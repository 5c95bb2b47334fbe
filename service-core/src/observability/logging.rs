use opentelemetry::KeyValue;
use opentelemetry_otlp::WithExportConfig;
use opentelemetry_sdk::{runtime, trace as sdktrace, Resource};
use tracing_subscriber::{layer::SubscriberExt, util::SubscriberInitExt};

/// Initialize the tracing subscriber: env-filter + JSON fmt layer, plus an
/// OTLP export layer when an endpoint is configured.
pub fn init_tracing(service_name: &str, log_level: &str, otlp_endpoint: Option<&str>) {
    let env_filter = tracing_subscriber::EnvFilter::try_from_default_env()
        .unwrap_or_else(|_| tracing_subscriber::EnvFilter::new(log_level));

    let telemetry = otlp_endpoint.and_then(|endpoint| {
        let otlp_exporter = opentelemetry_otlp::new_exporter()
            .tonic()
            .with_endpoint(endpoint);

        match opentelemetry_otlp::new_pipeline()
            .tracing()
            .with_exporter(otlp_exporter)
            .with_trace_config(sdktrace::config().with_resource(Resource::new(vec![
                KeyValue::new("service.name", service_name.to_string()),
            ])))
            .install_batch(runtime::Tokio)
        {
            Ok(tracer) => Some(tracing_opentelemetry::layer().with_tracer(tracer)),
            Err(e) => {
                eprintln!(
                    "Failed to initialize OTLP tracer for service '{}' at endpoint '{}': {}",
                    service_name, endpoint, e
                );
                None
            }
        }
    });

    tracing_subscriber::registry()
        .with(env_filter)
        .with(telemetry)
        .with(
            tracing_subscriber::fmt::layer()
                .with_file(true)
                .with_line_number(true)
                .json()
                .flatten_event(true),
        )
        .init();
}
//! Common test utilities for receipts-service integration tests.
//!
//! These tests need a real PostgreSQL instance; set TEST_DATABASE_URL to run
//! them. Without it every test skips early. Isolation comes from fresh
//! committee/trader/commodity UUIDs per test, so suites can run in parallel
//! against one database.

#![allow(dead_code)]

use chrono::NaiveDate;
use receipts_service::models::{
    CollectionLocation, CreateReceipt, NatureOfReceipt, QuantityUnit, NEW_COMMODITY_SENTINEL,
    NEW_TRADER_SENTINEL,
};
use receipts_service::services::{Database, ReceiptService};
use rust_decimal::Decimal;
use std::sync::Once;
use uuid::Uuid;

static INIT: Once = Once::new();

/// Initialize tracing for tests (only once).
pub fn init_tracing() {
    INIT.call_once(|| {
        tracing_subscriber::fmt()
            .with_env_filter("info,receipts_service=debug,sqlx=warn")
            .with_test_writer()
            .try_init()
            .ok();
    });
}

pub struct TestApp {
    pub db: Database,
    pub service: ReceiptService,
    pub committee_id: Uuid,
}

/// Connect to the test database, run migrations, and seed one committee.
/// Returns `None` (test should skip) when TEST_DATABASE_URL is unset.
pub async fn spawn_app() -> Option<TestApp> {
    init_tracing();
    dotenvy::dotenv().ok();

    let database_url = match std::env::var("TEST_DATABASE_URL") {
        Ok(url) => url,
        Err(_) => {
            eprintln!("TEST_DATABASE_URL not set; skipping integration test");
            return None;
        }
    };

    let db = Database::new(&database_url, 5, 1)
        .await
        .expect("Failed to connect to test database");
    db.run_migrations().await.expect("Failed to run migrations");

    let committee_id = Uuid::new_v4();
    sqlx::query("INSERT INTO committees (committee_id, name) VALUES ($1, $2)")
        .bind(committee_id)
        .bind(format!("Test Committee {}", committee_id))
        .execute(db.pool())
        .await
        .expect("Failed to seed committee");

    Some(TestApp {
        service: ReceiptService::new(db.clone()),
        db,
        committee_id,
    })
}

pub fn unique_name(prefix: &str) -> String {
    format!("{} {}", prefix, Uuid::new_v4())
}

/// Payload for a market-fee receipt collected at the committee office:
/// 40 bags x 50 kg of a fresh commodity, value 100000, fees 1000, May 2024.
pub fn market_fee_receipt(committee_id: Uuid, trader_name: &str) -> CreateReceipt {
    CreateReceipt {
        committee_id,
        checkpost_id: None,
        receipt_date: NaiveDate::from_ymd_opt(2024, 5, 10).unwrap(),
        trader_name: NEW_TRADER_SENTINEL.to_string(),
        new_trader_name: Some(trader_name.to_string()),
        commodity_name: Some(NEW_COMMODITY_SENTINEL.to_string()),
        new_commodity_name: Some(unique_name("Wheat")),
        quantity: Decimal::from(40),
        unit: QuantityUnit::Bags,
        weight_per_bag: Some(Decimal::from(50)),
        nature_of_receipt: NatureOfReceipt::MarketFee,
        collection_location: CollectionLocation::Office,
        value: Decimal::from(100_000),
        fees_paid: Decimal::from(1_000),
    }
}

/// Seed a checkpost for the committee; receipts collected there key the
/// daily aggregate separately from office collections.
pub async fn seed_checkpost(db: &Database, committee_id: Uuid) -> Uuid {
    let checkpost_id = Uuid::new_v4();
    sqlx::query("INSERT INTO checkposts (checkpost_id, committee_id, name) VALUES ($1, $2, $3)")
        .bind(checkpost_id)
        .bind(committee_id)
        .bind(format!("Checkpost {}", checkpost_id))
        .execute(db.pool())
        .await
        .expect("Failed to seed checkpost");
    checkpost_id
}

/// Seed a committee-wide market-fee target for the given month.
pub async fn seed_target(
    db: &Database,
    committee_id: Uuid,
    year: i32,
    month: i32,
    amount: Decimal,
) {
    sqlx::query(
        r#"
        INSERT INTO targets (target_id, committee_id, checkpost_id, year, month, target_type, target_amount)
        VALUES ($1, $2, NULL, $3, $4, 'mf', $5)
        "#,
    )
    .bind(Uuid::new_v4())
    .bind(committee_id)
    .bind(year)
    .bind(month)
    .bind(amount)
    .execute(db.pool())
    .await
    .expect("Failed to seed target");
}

---

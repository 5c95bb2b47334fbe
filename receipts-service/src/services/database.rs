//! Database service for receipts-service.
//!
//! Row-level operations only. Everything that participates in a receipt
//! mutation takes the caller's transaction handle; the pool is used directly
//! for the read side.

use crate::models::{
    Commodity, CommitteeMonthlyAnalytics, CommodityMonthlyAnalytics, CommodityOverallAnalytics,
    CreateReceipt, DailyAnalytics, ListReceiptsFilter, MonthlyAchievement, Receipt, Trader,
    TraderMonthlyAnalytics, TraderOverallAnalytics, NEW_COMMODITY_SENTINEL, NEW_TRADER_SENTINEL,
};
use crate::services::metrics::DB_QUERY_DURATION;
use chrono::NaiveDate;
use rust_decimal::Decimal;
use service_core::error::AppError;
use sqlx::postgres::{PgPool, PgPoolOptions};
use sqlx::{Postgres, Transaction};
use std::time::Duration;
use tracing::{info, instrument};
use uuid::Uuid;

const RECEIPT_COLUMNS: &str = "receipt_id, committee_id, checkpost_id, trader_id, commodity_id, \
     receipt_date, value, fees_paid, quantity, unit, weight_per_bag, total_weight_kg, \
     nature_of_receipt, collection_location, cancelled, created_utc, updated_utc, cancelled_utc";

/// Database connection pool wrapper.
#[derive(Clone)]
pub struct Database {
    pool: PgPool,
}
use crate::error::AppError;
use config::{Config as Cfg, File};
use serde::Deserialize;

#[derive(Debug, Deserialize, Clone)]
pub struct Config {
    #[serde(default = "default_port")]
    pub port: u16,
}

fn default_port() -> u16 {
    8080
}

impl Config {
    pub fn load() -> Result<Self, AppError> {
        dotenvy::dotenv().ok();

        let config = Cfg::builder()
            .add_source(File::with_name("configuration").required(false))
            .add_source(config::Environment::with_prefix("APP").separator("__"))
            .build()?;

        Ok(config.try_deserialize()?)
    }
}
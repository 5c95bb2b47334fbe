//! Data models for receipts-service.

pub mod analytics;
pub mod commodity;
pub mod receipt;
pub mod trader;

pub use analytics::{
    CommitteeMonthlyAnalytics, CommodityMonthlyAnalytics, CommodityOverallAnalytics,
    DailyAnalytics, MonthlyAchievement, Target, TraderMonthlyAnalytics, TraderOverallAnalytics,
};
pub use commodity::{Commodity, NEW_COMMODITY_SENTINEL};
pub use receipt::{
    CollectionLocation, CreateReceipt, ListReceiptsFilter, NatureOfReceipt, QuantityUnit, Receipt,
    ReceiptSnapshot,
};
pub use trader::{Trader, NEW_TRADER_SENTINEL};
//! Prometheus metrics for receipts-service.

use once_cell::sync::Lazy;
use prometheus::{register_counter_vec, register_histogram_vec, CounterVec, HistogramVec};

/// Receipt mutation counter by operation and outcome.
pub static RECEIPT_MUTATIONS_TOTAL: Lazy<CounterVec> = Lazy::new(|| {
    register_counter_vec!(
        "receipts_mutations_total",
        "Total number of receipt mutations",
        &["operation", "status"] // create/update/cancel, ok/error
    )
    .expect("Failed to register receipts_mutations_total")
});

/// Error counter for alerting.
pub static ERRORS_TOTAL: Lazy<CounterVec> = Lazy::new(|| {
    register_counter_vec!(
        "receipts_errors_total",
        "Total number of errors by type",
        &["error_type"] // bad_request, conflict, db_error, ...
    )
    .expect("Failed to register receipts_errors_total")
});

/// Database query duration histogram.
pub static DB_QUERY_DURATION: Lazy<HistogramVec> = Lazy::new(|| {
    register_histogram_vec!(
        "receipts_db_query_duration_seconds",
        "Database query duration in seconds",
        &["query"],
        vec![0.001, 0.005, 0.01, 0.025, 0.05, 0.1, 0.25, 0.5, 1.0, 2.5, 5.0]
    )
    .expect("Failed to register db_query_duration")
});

◆ WHAT NEEDS TO BE DONE
Every line of the data above that includes "filename" should be listed.

◆ EXERCISE RESULT
filename service-core/src/observability/logging.rs
filename receipts-service/src/services/database.rs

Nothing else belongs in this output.